Indeed, there is a scene in the popularly acclaimed Israeli novel Beaufort in which a religious soldier, part of a force occupying the Beaufort castle in southern Lebanon, takes off the skull cap he has always worn, never to don it again in that war. Even the non-religious men in the platoon are saddened by the gesture, as if he is declaring: What we're doing here has nothing to do with Judaism. 

"That's exactly right," said Mr. Marmur. 
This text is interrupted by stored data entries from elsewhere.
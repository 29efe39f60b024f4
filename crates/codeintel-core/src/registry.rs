//! Buffers for every open view.

use crate::buffer::Buffer;
use crate::editor::{ViewId, ViewSnapshot};
use crate::format::CompletionItem;
use codeintel_engine::Preferences;
use parking_lot::Mutex;
use std::collections::HashMap;
use tracing::debug;

/// Map from view to its [`Buffer`].
#[derive(Default)]
pub struct SessionRegistry {
    buffers: Mutex<HashMap<ViewId, Buffer>>,
}

impl SessionRegistry {
    pub fn new() -> Self {
        Self::default()
    }

    /// Refresh the view's buffer from `snapshot`, creating it on first use,
    /// and return a copy for building a request.
    ///
    /// A buffer whose language changed (the user switched syntax) is
    /// replaced so stale completions do not leak across languages.
    pub fn get_or_create(
        &self,
        snapshot: &ViewSnapshot,
        language: &str,
        preferences: Preferences,
    ) -> Buffer {
        let mut buffers = self.buffers.lock();
        let buffer = buffers
            .entry(snapshot.view)
            .and_modify(|b| {
                if b.language == language {
                    b.refresh(snapshot);
                } else {
                    debug!(view = %snapshot.view, from = %b.language, to = language, "Buffer language changed");
                    *b = Buffer::new(snapshot, language);
                }
            })
            .or_insert_with(|| {
                debug!(view = %snapshot.view, language, "Buffer created");
                Buffer::new(snapshot, language)
            });
        buffer.preferences = preferences;
        buffer.clone()
    }

    /// Drop the view's buffer. Removing an unknown view is a no-op.
    pub fn remove(&self, view: ViewId) -> bool {
        let removed = self.buffers.lock().remove(&view).is_some();
        if removed {
            debug!(view = %view, "Buffer removed");
        }
        removed
    }

    pub fn contains(&self, view: ViewId) -> bool {
        self.buffers.lock().contains_key(&view)
    }

    pub fn language_of(&self, view: ViewId) -> Option<String> {
        self.buffers.lock().get(&view).map(|b| b.language.clone())
    }

    /// Store completions for the view's next popup query.
    pub fn set_pending_completions(&self, view: ViewId, items: Vec<CompletionItem>) -> bool {
        match self.buffers.lock().get_mut(&view) {
            Some(buffer) => {
                buffer.set_pending_completions(items);
                true
            }
            None => false,
        }
    }

    pub fn take_pending_completions(&self, view: ViewId) -> Option<Vec<CompletionItem>> {
        self.buffers
            .lock()
            .get_mut(&view)
            .and_then(|b| b.take_pending_completions())
    }

    pub fn len(&self) -> usize {
        self.buffers.lock().len()
    }

    pub fn is_empty(&self) -> bool {
        self.buffers.lock().is_empty()
    }

    pub fn clear(&self) {
        self.buffers.lock().clear();
    }
}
Avraham Burg, a former Speaker of the Knesset and head of the Jewish Agency, has argued that excessive concentration on the Holocaust is to blame. Determined that "never again" shall there be another Holocaust, Israelis tend to view all their opponents as potential Nazis, he argues - even unarmed Palestinians. 

"That's too simplistic," said Mr. Marmur. "It makes it too easy for people to say this behaviour is a Jewish thing. It's more than that." 

Mr. Marmur said he blames the army chaplaincy for the shortcomings. "They don't do enough to instill Jewish values." 

Yet soldiers this week were quoted saying they were fed lots of religion before going into battle and flooded with psalms while in Gaza. "We could have filled a room with the psalms they sent us," one soldier said. 

"That's not what it takes," Mr. Marmur said. "Any sacred text can be subverted." 

"These chaplains - all Orthodox - are infected with right-wing nationalism." 

Mr. Marmur, a Reform rabbi, argues that it is healthier to have differing points of view. 

"Irving Greenberg said it's incumbent on us Jews to exercise power with a memory of powerlessness," Mr. Marmur said, "otherwise the history of Judaism will be invalidated. 

"That is something these soldiers should be told." 

"But, instead," said Mr. Marmur, "we are sending these young people into wars they can't win; putting enormous pressure on them to finish the job." 

It's no wonder they shoot to kill everyone, he said. 

"It's up to Jewish leadership to guard against this."